**Exercise**
Read through the records. Copy each line that has the word "into".

%%

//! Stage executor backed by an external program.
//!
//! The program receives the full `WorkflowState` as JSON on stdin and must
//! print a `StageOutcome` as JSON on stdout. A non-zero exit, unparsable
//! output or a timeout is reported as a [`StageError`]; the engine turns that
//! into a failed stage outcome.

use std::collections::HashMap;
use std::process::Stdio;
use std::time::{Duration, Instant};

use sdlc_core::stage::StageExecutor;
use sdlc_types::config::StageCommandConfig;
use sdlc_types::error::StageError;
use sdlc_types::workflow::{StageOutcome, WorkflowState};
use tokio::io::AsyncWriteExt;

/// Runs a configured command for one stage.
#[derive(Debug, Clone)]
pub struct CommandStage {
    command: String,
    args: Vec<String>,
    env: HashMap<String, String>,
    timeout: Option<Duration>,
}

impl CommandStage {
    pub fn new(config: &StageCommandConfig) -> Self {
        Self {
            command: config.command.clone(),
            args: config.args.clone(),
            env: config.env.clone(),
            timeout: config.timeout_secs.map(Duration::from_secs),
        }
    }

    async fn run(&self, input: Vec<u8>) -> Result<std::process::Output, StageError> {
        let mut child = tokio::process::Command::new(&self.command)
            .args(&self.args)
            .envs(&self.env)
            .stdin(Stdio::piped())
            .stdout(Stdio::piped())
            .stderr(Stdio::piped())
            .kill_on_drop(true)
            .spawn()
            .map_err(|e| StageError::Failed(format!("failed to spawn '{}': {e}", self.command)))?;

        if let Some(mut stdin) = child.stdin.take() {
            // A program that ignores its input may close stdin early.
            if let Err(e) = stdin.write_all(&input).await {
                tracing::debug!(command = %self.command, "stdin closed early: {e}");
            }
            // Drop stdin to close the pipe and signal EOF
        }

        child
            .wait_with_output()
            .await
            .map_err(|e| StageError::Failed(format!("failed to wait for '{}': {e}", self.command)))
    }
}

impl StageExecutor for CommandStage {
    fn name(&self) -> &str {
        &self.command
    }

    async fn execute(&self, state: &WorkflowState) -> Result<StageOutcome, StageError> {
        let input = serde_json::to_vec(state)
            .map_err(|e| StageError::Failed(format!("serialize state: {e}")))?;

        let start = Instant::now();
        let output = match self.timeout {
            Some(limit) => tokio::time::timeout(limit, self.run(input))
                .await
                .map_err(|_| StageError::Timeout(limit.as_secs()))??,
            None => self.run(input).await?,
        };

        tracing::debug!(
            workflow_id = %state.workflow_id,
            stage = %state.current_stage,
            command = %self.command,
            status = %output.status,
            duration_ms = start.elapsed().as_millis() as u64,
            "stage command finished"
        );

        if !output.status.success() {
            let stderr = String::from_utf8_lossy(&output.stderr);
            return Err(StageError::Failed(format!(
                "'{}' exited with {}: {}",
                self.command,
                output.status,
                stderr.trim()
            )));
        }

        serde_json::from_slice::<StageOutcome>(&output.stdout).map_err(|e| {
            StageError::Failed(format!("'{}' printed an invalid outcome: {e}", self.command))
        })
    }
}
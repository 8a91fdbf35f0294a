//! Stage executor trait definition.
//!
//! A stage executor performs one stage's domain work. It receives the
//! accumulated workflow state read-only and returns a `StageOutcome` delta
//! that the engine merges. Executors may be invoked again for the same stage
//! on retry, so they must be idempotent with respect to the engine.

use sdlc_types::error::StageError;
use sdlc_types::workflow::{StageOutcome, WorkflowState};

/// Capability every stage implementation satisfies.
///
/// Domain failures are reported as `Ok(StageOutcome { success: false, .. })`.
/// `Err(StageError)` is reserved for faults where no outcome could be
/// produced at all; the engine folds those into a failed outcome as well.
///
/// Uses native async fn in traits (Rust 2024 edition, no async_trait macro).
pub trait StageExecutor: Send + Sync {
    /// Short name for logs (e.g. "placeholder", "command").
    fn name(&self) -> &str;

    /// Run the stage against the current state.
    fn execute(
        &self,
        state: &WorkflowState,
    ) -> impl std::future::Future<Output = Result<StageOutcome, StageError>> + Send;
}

%%
%%

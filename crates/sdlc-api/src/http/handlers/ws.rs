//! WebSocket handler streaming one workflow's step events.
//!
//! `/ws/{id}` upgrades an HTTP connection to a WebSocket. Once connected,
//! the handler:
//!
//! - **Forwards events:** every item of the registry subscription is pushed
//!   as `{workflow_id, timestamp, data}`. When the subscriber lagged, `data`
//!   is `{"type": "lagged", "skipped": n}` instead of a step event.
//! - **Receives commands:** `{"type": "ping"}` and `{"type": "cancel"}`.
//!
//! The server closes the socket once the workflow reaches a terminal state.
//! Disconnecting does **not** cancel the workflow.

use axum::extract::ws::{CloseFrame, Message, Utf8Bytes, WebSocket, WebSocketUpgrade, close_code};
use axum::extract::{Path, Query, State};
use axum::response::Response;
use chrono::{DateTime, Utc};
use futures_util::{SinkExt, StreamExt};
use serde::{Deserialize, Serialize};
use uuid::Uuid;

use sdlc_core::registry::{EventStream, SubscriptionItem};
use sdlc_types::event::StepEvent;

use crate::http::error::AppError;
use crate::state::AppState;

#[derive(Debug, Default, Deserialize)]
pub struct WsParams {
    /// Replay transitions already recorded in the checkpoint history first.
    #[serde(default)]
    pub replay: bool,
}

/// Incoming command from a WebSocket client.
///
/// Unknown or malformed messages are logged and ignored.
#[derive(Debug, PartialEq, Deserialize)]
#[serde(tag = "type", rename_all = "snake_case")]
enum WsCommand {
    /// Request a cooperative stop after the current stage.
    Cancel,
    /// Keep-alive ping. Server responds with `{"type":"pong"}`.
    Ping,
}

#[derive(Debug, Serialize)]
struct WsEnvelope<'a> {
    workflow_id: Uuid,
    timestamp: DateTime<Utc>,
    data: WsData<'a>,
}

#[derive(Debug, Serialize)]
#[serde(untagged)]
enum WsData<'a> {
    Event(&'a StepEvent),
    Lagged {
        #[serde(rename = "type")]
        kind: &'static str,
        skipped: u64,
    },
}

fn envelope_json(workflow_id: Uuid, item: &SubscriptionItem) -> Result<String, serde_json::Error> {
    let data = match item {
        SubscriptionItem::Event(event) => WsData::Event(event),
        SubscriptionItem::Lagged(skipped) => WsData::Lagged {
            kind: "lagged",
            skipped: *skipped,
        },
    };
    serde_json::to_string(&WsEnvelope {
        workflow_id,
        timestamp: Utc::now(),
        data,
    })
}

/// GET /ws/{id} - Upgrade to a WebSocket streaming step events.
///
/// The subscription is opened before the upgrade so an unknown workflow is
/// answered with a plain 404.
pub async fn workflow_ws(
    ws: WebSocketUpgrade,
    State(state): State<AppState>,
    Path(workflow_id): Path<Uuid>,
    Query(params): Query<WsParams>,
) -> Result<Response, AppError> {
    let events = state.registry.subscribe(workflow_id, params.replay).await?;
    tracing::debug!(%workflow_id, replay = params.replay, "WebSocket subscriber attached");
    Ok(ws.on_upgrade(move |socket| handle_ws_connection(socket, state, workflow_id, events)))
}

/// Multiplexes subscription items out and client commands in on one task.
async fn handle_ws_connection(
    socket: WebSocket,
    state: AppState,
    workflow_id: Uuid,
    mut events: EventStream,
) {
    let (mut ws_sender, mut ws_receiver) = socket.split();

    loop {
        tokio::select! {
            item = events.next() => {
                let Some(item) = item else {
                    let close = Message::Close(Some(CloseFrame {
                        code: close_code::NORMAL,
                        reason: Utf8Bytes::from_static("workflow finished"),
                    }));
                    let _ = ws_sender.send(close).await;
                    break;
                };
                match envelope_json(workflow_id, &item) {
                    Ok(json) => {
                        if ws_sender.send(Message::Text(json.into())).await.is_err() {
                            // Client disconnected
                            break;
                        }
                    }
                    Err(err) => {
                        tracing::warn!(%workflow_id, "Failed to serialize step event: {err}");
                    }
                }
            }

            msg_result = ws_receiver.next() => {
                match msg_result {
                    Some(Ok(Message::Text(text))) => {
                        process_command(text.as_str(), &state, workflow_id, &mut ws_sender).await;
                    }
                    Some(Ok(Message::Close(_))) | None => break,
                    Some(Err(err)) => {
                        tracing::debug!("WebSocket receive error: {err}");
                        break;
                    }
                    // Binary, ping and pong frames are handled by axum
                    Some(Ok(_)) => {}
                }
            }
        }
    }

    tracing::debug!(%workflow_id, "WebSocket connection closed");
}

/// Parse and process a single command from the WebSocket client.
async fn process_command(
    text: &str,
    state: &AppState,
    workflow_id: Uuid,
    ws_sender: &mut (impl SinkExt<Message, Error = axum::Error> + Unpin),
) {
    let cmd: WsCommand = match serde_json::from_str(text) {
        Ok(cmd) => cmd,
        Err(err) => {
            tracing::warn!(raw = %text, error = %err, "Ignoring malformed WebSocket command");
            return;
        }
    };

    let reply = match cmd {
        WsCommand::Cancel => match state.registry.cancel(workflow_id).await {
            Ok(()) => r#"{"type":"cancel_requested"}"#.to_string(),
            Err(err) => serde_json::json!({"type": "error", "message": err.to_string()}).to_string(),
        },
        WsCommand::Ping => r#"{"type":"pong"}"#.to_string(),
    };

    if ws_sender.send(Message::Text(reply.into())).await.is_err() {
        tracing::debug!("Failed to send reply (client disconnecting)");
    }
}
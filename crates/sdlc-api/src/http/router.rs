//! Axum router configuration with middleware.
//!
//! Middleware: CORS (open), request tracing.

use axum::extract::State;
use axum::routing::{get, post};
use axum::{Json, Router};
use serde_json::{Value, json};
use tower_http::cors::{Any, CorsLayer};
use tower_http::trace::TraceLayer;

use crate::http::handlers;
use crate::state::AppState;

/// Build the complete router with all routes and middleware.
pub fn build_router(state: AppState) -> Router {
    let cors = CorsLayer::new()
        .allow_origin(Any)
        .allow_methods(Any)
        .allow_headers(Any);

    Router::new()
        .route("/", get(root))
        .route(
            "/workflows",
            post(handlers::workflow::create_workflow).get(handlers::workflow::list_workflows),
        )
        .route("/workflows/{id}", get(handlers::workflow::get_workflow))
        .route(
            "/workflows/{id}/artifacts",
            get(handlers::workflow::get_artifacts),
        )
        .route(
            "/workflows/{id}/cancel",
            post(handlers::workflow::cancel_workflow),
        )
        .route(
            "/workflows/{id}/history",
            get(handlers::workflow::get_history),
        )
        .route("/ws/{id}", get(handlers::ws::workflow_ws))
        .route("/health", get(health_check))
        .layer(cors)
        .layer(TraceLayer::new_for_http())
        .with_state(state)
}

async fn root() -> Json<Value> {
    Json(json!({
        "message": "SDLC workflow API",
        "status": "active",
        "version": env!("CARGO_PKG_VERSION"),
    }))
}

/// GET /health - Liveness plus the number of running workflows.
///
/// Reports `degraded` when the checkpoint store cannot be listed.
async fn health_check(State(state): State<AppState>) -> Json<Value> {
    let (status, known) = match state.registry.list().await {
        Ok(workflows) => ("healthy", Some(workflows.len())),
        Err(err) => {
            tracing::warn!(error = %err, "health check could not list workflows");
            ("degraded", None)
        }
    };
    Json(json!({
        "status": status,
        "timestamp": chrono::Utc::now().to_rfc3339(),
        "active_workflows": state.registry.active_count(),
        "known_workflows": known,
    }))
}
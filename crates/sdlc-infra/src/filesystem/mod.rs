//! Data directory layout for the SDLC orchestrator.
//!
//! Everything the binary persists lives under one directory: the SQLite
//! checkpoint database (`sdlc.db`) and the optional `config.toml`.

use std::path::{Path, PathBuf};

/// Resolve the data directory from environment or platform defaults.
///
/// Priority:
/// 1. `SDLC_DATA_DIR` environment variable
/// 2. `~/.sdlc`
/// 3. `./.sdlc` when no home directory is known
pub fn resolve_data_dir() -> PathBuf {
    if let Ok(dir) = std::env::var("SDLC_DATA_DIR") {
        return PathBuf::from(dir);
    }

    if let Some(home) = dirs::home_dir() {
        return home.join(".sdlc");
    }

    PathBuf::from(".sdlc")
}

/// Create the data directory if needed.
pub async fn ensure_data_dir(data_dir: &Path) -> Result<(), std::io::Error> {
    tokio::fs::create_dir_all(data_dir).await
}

%%

**Reply**
//! into a failed stage outcome.
/// produced at all; the engine folds those into a failed outcome as well.
                        if ws_sender.send(Message::Text(json.into())).await.is_err() {
    if ws_sender.send(Message::Text(reply.into())).await.is_err() {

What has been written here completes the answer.